_DESCRIPTION OF THE TASK:_ Scan the records below and report how many lines include the string "UnitHandle"; the number alone will do.

_THE RECORDS:_
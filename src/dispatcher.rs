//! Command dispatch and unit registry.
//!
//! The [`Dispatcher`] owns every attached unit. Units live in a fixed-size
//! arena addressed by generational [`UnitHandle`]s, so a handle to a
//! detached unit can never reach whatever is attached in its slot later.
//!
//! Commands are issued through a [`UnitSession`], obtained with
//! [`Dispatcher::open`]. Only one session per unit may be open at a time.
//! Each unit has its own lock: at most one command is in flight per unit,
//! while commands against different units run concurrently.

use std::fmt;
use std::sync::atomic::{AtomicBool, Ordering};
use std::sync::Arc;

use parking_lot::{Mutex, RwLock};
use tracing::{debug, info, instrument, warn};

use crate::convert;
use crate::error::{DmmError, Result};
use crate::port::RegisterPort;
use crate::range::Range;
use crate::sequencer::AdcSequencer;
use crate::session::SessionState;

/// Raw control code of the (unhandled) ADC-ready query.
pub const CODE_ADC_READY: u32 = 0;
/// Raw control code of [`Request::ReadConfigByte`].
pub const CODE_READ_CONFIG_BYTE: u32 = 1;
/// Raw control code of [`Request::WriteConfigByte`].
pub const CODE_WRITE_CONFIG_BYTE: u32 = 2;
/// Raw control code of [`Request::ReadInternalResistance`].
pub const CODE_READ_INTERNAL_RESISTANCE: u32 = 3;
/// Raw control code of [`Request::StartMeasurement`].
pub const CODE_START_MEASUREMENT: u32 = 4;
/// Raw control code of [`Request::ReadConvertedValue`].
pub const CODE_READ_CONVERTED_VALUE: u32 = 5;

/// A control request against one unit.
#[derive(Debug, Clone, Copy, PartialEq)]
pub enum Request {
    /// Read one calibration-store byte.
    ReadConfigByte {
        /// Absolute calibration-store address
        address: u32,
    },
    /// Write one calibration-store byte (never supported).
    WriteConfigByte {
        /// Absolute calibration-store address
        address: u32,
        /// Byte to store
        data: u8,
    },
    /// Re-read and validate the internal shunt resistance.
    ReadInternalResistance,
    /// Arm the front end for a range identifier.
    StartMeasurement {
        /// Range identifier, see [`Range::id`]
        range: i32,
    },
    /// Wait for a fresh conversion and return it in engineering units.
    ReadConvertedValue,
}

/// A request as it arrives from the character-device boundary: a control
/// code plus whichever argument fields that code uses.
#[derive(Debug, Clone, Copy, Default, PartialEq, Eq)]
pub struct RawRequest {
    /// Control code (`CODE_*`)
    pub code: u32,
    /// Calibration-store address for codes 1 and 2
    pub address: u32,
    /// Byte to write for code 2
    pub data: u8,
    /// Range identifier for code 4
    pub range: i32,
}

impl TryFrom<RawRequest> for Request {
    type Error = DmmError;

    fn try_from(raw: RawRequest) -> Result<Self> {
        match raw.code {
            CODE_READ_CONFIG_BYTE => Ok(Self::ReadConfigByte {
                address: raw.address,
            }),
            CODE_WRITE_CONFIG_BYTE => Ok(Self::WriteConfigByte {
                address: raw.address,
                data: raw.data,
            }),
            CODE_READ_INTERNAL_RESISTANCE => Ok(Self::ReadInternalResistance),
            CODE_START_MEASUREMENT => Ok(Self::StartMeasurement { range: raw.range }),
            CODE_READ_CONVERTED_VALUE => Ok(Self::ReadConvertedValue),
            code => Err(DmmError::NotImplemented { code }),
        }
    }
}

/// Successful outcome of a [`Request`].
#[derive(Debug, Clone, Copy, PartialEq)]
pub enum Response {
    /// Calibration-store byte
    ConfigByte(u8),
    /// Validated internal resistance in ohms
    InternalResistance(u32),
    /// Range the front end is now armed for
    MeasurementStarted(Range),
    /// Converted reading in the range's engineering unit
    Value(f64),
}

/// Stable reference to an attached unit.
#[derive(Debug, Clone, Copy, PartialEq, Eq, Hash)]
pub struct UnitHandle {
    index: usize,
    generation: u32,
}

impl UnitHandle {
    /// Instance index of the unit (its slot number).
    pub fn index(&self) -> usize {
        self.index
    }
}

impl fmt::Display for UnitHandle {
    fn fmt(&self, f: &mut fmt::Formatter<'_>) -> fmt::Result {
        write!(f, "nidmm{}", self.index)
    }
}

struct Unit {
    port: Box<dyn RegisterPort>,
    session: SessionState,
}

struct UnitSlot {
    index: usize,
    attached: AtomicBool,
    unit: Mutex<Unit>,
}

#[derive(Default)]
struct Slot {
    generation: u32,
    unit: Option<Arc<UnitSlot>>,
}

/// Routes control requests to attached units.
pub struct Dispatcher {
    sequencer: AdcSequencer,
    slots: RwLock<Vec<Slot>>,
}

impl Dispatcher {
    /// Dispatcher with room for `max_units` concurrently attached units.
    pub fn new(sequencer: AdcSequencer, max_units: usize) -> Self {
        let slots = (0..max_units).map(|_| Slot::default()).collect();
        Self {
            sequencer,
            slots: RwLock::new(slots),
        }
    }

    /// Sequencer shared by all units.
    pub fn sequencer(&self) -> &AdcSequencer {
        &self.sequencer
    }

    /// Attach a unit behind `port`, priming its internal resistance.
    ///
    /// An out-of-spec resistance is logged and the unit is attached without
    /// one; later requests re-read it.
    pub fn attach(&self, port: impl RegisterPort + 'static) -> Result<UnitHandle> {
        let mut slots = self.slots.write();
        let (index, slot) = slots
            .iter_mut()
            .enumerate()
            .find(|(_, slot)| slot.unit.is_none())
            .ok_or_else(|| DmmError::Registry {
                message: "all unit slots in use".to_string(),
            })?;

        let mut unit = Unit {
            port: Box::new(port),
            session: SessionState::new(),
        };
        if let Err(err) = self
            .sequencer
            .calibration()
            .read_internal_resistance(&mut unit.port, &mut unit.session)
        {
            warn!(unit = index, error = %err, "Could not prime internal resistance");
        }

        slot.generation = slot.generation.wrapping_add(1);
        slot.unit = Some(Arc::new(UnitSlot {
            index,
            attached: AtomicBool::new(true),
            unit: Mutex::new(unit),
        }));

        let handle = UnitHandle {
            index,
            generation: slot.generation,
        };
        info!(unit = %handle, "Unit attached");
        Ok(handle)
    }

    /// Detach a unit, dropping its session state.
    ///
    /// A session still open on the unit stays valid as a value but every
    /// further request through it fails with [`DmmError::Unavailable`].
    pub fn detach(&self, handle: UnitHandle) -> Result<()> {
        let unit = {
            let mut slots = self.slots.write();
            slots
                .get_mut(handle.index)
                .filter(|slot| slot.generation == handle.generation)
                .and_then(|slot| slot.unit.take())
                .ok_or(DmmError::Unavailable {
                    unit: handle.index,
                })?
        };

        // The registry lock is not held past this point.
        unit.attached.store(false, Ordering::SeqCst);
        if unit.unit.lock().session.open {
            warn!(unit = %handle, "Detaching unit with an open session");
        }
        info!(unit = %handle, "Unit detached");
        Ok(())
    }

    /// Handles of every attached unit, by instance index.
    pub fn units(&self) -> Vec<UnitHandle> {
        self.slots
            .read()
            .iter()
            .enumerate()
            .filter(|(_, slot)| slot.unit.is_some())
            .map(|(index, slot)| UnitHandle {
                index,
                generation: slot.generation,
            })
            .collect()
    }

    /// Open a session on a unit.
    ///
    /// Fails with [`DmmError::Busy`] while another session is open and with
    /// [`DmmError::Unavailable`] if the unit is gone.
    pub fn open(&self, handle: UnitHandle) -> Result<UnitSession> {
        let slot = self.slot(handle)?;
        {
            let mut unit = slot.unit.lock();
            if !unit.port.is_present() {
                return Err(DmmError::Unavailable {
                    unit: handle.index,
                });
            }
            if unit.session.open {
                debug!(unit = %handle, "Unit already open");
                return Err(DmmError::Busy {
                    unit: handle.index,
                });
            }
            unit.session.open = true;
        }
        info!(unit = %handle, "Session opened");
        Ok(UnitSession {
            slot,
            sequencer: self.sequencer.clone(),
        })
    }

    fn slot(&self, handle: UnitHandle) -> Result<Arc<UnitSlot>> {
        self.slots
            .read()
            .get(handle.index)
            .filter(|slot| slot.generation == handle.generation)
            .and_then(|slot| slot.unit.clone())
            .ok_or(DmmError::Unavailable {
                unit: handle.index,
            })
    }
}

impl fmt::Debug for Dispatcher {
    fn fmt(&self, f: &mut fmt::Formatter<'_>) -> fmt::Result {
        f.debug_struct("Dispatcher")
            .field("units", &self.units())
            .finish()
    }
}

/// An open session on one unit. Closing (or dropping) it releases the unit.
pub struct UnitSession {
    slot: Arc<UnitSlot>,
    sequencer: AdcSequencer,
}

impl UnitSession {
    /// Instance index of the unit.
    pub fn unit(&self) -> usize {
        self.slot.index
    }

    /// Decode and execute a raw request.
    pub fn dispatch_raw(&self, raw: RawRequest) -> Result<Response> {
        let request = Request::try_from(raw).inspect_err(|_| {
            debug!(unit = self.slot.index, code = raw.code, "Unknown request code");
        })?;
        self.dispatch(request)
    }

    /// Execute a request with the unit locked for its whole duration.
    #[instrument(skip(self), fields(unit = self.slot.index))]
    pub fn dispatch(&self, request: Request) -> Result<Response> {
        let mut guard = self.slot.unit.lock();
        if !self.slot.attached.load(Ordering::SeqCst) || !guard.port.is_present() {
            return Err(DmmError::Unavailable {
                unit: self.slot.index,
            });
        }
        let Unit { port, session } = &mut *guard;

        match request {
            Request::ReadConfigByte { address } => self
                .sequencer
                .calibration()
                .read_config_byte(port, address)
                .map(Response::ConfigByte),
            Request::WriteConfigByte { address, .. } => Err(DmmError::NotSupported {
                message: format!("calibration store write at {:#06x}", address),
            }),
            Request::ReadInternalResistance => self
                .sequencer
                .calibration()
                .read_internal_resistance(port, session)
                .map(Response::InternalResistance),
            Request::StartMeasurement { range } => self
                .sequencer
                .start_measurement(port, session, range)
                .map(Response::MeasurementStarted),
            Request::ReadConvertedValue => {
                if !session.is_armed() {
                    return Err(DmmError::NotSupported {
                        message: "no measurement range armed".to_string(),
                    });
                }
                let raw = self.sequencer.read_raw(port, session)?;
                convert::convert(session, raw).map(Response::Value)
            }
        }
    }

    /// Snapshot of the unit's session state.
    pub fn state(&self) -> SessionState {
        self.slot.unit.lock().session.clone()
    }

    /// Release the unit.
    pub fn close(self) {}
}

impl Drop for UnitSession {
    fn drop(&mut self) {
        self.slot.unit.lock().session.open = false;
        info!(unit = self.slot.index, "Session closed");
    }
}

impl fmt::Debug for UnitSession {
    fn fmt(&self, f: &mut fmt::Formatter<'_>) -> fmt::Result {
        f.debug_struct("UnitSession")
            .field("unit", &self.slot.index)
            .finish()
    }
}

_RESULT OF THIS EXERCISE:_ 11